Prior to the 1970s, arrangements for student-sponsored events at the University of Maryland were largely the responsibility of the Student Government Association. Campus organizations petitioned the student board on an ad-hoc basis to secure funding for what generally amounted to small, locally publicized events.
In the fall of 1972, the University of Maryland Student Government Association proposed the creation of a representative, campus-wide organizational committee to contract with performing artists and promote concerts on campus. The resulting University Program Board (UPD), however, was riddled with debt and mismanagement almost from its inception. UPD efforts to book popular artists were constantly undermined by the competing, alumni-led M Club, which received questionable discounted rentals and labor from the Department of Physical Plant. The opening of the nearby Capital Centre in 1973 also siphoned students away from the sub-par acoustics and cozy atmosphere of Cole Field House. High facilities costs, poor concert attendance, and mediocre acts resulted in nearly $60,000 in debts by January 1976. The group's financial woes were further compounded by heated internal power struggles and failed attempts to compete with big-name promoters, eventually leading to its demise in the summer of 1976.
From the remains of the defunct UPD emerged the restructured Student Entertainment Enterprises (SEE) in fall 1977. The entirely student-run group, however, promptly over-extended its funds and failed to turn a profit in its first twelve months. Amidst renewed accusations of financial mismanagement, then-SGA president Jordan Fox reluctantly initiated an extensive, year-long search for a non-student advisor to oversee the concert panel, resulting in the hire of Michael Jaworek, an experienced campus entertainment specialist. Jaworek was tasked with re-engineering SEE productions and providing continuity for the organization. Within the year, the group abandoned its free concerts on McKeldin Mall for smaller, more lucrative acts. Employment of contracted promoters and stage managers, rather than campus advertisement and production teams, allowed SEE to overcome the competition offered by the Capital Centre and secure guaranteed revenue in the event of poor attendance.
While the majority of early SEE productions tended to emphasize popular musical acts, the organization quickly began to expand its domain to include other aspects of the performing arts and guest speakers. Under the leadership of Jaworek, SEE initiated the Cultural Attractions and Lecture Series in 1980 as an effort to promote fine arts entertainment at Tawes Theater. Although initially focused on jazz music, dance performances, and lectures, the series was quickly enlarged to include theatrical presentations and literary readings. Diversity in SEE productions during the early 1980s was matched by increased attention from a variety of campus groups, in particular the Black Student Union (BSU) and Jewish Student Union (JSU). As student organizations became increasingly verbal about public figures and entertainers whom they wished to appear on campus, SEE often found itself in a mediatory role, juggling concerns of special interest groups to ensure equal representation, and frequently partnered and pooled funds with the BSU and JSU as well as other student organizations to sponsor events.

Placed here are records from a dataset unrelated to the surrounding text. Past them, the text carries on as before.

//! Request body encoding: charsets, url-encoded forms and streamed multipart

use crate::request::{FormField, RequestBody, TransferRequest};
use bytes::Bytes;
use courier_types::{Error, Result};
use encoding_rs::Encoding;
use futures::stream::{self, BoxStream, StreamExt, TryStreamExt};
use std::io;
use std::path::PathBuf;
use tokio::io::AsyncReadExt;
use tokio::sync::watch;
use tokio_util::io::ReaderStream;
use tokio_util::sync::CancellationToken;

const OCTET_STREAM: &str = "application/octet-stream";

/// Look up an encoding by its WHATWG label
pub fn encoding_for(label: &str) -> Result<&'static Encoding> {
    Encoding::for_label(label.trim().as_bytes())
        .ok_or_else(|| Error::argument(format!("Unknown charset '{}'", label)))
}

/// Encode text with the named charset
pub fn encode_text(text: &str, charset: &str) -> Result<Vec<u8>> {
    let (encoded, _, _) = encoding_for(charset)?.encode(text);
    Ok(encoded.into_owned())
}

/// Decode bytes with the named charset, replacing malformed sequences
pub fn decode_text(bytes: &[u8], charset: &str) -> Result<String> {
    let (decoded, _, _) = encoding_for(charset)?.decode(bytes);
    Ok(decoded.into_owned())
}

/// `charset` parameter of a `Content-Type` value
pub fn charset_from_content_type(content_type: &str) -> Option<&str> {
    content_type.split(';').skip(1).find_map(|param| {
        let (key, value) = param.split_once('=')?;
        key.trim()
            .eq_ignore_ascii_case("charset")
            .then(|| value.trim().trim_matches('"'))
    })
}

/// Percent-encode `name=value` pairs, one pair per line
pub fn encode_url_fields(fields: &[FormField], charset: &str) -> Result<Vec<u8>> {
    let mut lines = Vec::with_capacity(fields.len());
    for field in fields {
        let name = encode_text(&field.name, charset)?;
        let value = encode_text(&field.value, charset)?;
        lines.push(format!(
            "{}={}",
            urlencoding::encode_binary(&name),
            urlencoding::encode_binary(&value)
        ));
    }
    Ok(lines.join("\n").into_bytes())
}

/// Fresh multipart boundary
pub fn new_boundary() -> String {
    format!("++++{}", chrono::Utc::now().timestamp_millis())
}

#[derive(Debug, Clone)]
enum Segment {
    Bytes(Bytes),
    File { path: PathBuf, len: u64 },
}

impl Segment {
    fn len(&self) -> u64 {
        match self {
            Self::Bytes(bytes) => bytes.len() as u64,
            Self::File { len, .. } => *len,
        }
    }
}

/// A request body laid out as in-memory segments and file references
///
/// Files are opened only while streaming, so building a body never holds a
/// descriptor open.
#[derive(Debug, Clone)]
pub struct UploadBody {
    segments: Vec<Segment>,
    content_length: u64,
    content_type: Option<String>,
}

impl UploadBody {
    /// Lay out the body of `request`; `boundary` is used for multipart forms
    ///
    /// Missing or unreadable source files yield [`Error::FileReason`].
    pub async fn prepare(request: &TransferRequest, boundary: &str) -> Result<Self> {
        let charset = request.settings.upload_charset.as_str();
        let mut segments = Vec::new();
        let default_type = match &request.body {
            RequestBody::Empty => None,
            RequestBody::Raw { data } => {
                segments.push(Segment::Bytes(Bytes::from(data.clone())));
                Some(OCTET_STREAM.to_string())
            }
            RequestBody::Text { text } => {
                segments.push(Segment::Bytes(encode_text(text, charset)?.into()));
                Some(format!("text/plain; charset={}", charset))
            }
            RequestBody::File { path } => {
                let len = source_len(path).await?;
                segments.push(Segment::File {
                    path: path.clone(),
                    len,
                });
                Some(OCTET_STREAM.to_string())
            }
            RequestBody::UrlEncoded { fields } => {
                segments.push(Segment::Bytes(encode_url_fields(fields, charset)?.into()));
                Some("application/x-www-form-urlencoded".to_string())
            }
            RequestBody::Multipart { fields, files } => {
                for field in fields {
                    let mut part = format!(
                        "--{}\r\nContent-Disposition: form-data; name=\"{}\"\r\n\
                         Content-Type: text/plain; charset={}\r\n\r\n",
                        boundary,
                        quote(&field.name),
                        charset
                    )
                    .into_bytes();
                    part.extend_from_slice(&encode_text(&field.value, charset)?);
                    part.extend_from_slice(b"\r\n");
                    segments.push(Segment::Bytes(part.into()));
                }
                for file in files {
                    let len = source_len(&file.path).await?;
                    let header = format!(
                        "--{}\r\nContent-Disposition: form-data; name=\"{}\"; filename=\"{}\"\r\n\
                         Content-Type: {}\r\n\r\n",
                        boundary,
                        quote(&file.field),
                        quote(&file.announced_name()),
                        file.content_type.as_deref().unwrap_or(OCTET_STREAM)
                    );
                    segments.push(Segment::Bytes(header.into_bytes().into()));
                    segments.push(Segment::File {
                        path: file.path.clone(),
                        len,
                    });
                    segments.push(Segment::Bytes(Bytes::from_static(b"\r\n")));
                }
                segments.push(Segment::Bytes(format!("--{}--\r\n", boundary).into_bytes().into()));
                // The boundary must always reach the server, whatever the caller set
                return Ok(Self::new(
                    segments,
                    Some(format!("multipart/form-data; boundary={}", boundary)),
                ));
            }
        };

        let content_type = request.content_type.clone().or(default_type);
        Ok(Self::new(segments, content_type))
    }

    fn new(segments: Vec<Segment>, content_type: Option<String>) -> Self {
        let content_length = segments.iter().map(Segment::len).sum();
        Self {
            segments,
            content_length,
            content_type,
        }
    }

    /// Exact number of bytes the stream yields
    pub fn content_length(&self) -> u64 {
        self.content_length
    }

    /// `Content-Type` header to send
    pub fn content_type(&self) -> Option<&str> {
        self.content_type.as_deref()
    }

    /// Whether there is nothing to send
    pub fn is_empty(&self) -> bool {
        self.segments.is_empty()
    }

    /// Stream the body in chunks of at most `chunk_size` bytes
    ///
    /// The running byte count is published on `progress` after every chunk and
    /// the stream fails with [`io::ErrorKind::Interrupted`] once `cancel` fires.
    pub fn into_stream(
        self,
        chunk_size: usize,
        cancel: CancellationToken,
        progress: watch::Sender<u64>,
    ) -> BoxStream<'static, io::Result<Bytes>> {
        let chunk_size = chunk_size.max(1);
        let mut sent = 0u64;
        stream::iter(self.segments)
            .flat_map(move |segment| segment_stream(segment, chunk_size))
            .map(move |chunk| {
                let chunk = chunk?;
                if cancel.is_cancelled() {
                    return Err(io::Error::new(io::ErrorKind::Interrupted, "transfer cancelled"));
                }
                sent += chunk.len() as u64;
                let _ = progress.send(sent);
                Ok(chunk)
            })
            .boxed()
    }
}

fn segment_stream(segment: Segment, chunk_size: usize) -> BoxStream<'static, io::Result<Bytes>> {
    match segment {
        Segment::Bytes(bytes) => {
            let mut chunks = Vec::with_capacity(bytes.len() / chunk_size + 1);
            let mut rest = bytes;
            while rest.len() > chunk_size {
                chunks.push(Ok(rest.split_to(chunk_size)));
            }
            if !rest.is_empty() {
                chunks.push(Ok(rest));
            }
            stream::iter(chunks).boxed()
        }
        Segment::File { path, len } => stream::once(tokio::fs::File::open(path))
            .map_ok(move |file| ReaderStream::with_capacity(file.take(len), chunk_size))
            .try_flatten()
            .boxed(),
    }
}

async fn source_len(path: &std::path::Path) -> Result<u64> {
    let metadata = tokio::fs::metadata(path)
        .await
        .map_err(|e| Error::file_reason(path, format!("Cannot read source file: {}", e)))?;
    if !metadata.is_file() {
        return Err(Error::file_reason(path, "Source is not a regular file"));
    }
    Ok(metadata.len())
}

fn quote(value: &str) -> String {
    value.replace('"', "%22").replace(['\r', '\n'], " ")
}
//! Engine lifecycle listeners

use crate::task::TaskDescriptor;
use crate::trace::ExecutionTrace;
use courier_types::Error;
use std::sync::Arc;

/// Observer of task admission and execution
///
/// Callbacks run on the submitting thread or a worker, never while the engine
/// lock is held. All methods default to no-ops.
pub trait EngineListener: Send + Sync {
    /// A task was admitted; counts are taken right after admission
    fn on_added_to_queue(&self, _task: &TaskDescriptor, _waiting: usize, _active: usize) {}

    /// A worker is about to run the task body
    fn on_before_execute(&self, _task: &TaskDescriptor, _trace: &ExecutionTrace) {}

    /// The task finished, failed, or was cancelled before starting
    fn on_after_execute(
        &self,
        _task: &TaskDescriptor,
        _error: Option<&Error>,
        _trace: &ExecutionTrace,
    ) {
    }
}

pub(crate) fn same_listener(a: &Arc<dyn EngineListener>, b: &Arc<dyn EngineListener>) -> bool {
    std::ptr::eq(
        Arc::as_ptr(a).cast::<()>(),
        Arc::as_ptr(b).cast::<()>(),
    )
}
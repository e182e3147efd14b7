//! Configuration loader utilities

use crate::{Config, ConfigBuilder, ConfigError, ConfigResult};
use std::path::{Path, PathBuf};

/// Environment variable prefix for overrides
pub const ENV_PREFIX: &str = "COURIER";

/// Configuration loader with common loading patterns
pub struct ConfigLoader;

impl ConfigLoader {
    /// Load configuration from the first default location found, plus environment
    pub fn load_default() -> ConfigResult<Config> {
        let mut builder = ConfigBuilder::new().add_defaults();

        if let Some(path) = Self::config_exists() {
            builder = builder.add_source_file(path);
        }

        builder.add_env_prefix(ENV_PREFIX).build()
    }

    /// Load configuration from a specific file
    pub fn load_from_file<P: AsRef<Path>>(path: P) -> ConfigResult<Config> {
        let path = path.as_ref();

        if !path.exists() {
            return Err(ConfigError::NotFound {
                path: path.to_path_buf(),
            });
        }

        ConfigBuilder::new()
            .add_defaults()
            .add_source_file(path)
            .add_env_prefix(ENV_PREFIX)
            .build()
    }

    /// Save configuration to a file, picking the format from the extension
    pub fn save_to_file<P: AsRef<Path>>(config: &Config, path: P) -> ConfigResult<()> {
        let path = path.as_ref();

        let content = match path.extension().and_then(|ext| ext.to_str()) {
            Some("toml") => toml::to_string_pretty(config)?,
            Some("json") => serde_json::to_string_pretty(config)?,
            _ => serde_yaml::to_string(config)?,
        };

        std::fs::write(path, content).map_err(|e| ConfigError::Write {
            path: path.to_path_buf(),
            source: e,
        })
    }

    /// Generate a default configuration file
    pub fn generate_default_config<P: AsRef<Path>>(path: P) -> ConfigResult<()> {
        Self::save_to_file(&Config::default(), path)
    }

    /// Default configuration file paths in order of preference
    pub fn default_config_paths() -> Vec<PathBuf> {
        let mut paths = vec![
            PathBuf::from("courier.yaml"),
            PathBuf::from("courier.yml"),
            PathBuf::from("courier.toml"),
            PathBuf::from(".courier.yaml"),
            PathBuf::from(".courier.toml"),
        ];

        if let Some(config_dir) = user_config_dir() {
            let courier_dir = config_dir.join("courier");
            paths.push(courier_dir.join("config.yaml"));
            paths.push(courier_dir.join("config.toml"));
        }

        paths
    }

    /// First existing configuration file in the default locations
    pub fn config_exists() -> Option<PathBuf> {
        Self::default_config_paths()
            .into_iter()
            .find(|path| path.exists())
    }
}

fn user_config_dir() -> Option<PathBuf> {
    if cfg!(target_os = "windows") {
        std::env::var_os("APPDATA").map(PathBuf::from)
    } else if cfg!(target_os = "macos") {
        std::env::var_os("HOME")
            .map(|home| PathBuf::from(home).join("Library").join("Application Support"))
    } else {
        std::env::var_os("XDG_CONFIG_HOME")
            .map(PathBuf::from)
            .or_else(|| std::env::var_os("HOME").map(|home| PathBuf::from(home).join(".config")))
    }
}

#[cfg(test)]
mod tests {
    use super::*;
    use rstest::rstest;
    use tempfile::TempDir;

    #[rstest]
    #[case("test.yaml")]
    #[case("test.toml")]
    #[case("test.json")]
    fn test_save_and_load(#[case] file_name: &str) {
        let temp_dir = TempDir::new().unwrap();
        let config_path = temp_dir.path().join(file_name);

        let mut original = Config::default();
        original.engine.queue_capacity = 32;
        original.logging.json_format = true;
        ConfigLoader::save_to_file(&original, &config_path).unwrap();

        let loaded = ConfigLoader::load_from_file(&config_path).unwrap();
        assert_eq!(loaded.engine.queue_capacity, 32);
        assert!(loaded.logging.json_format);
        assert_eq!(loaded.transfer.retry_limit, original.transfer.retry_limit);
    }

    #[test]
    fn test_load_missing_file_fails() {
        let result = ConfigLoader::load_from_file("/nonexistent/courier.yaml");
        assert!(matches!(result, Err(ConfigError::NotFound { .. })));
    }

    #[test]
    fn test_generate_default_config() {
        let temp_dir = TempDir::new().unwrap();
        let config_path = temp_dir.path().join("default.yaml");

        ConfigLoader::generate_default_config(&config_path).unwrap();
        assert!(config_path.exists());
        assert!(ConfigLoader::load_from_file(&config_path).is_ok());
    }

    #[test]
    fn test_default_paths_prefer_working_directory() {
        let paths = ConfigLoader::default_config_paths();
        assert_eq!(paths[0], PathBuf::from("courier.yaml"));
    }
}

Despite its enlarged student program board and dramatic push to expand campus programming, SEE remained weak both financially and administratively. Accusations of corruption and irresponsibility in March 1984 prompted an SGA task force investigation of the organization's financial transactions. Confronted with evidence of incomplete records and accumulated debts, SGA terminated SEE funding and dissolved the group later that month. In its place was thrust the restructured Student Entertainment Agency (SEA), a three-branch organization consisting of a representative programming council, an SGA-governed board of directors, and a group of special events sub-committees. On May 14, 1984, the SGA allocated $69,000 to SEA for the following year and agreed to allow the organization to return to the name Student Entertainment Enterprises by the summer. Within the next five years, SEE would again alter its name, this time to Student Entertainment Events.
In May 1985, SEE announced its first Art Attack, a large-scale production involving university talent and contracted performers. Held on the McKeldin Library "stage," Art Attack was initially billed as a spring celebration that would feature culturally diverse music, food, and dance. Despite the mediocre nature of its earlier acts, Art Attack quickly emerged as a headline performance attraction, featuring such notables as the Fugees, the Beastie Boys, and George Clinton. It has since become a signature feature of SEE concert programming.
Cole Field House, once the home of many SEE concerts, was abandoned in favor of the less expensive and more freely available Ritchie Coliseum. Increasing competition from the university athletics department and concerns over possible floor damage to Cole contributed to an eight-year hiatus in SEE's use of the popular facility until it was again made available in 1996.
The organization continued to uphold its reputation for diversity and innovation as it introduced a dynamic series of guest lectures in 1991 and expanded its activities beyond university borders with a student retreat to Middleburg, Virginia. Since then, SEE has ambitiously expanded its yearly programming efforts to include over one hundred independent and co-sponsored events. Once focused exclusively on musical entertainment, the organization now extends its arms to charitable events, orientations, and other campus gatherings. Recent activities have included the annual 5K Terp Trot charity race, Art Attack, a Homecoming comedy show, New Resident Orientation, and promotional listening parties, among others.